From the records below, copy each line that has the word "SessionStatus" in it.

## Saved entries
★ ★ ★ ★

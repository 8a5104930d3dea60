//! Data models
//!
//! This module contains the data structures used throughout lingocoach:
//! - The `TutoringSession` entity and its lifecycle `SessionStatus`
//! - Input types for booking and listing
//! - Caller roles and pagination helpers

mod pagination;
mod role;
mod tutoring_session;

pub use pagination::{ListParams, PagedResult};
pub use role::ActorRole;
pub use tutoring_session::{
    BookingRequest, NewTutoringSession, SessionFilter, SessionStatus, StatusUpdate,
    TutoringSession,
};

★ ★ ★ ★

## Written response
//! - The `TutoringSession` entity and its lifecycle `SessionStatus`
    BookingRequest, NewTutoringSession, SessionFilter, SessionStatus, StatusUpdate,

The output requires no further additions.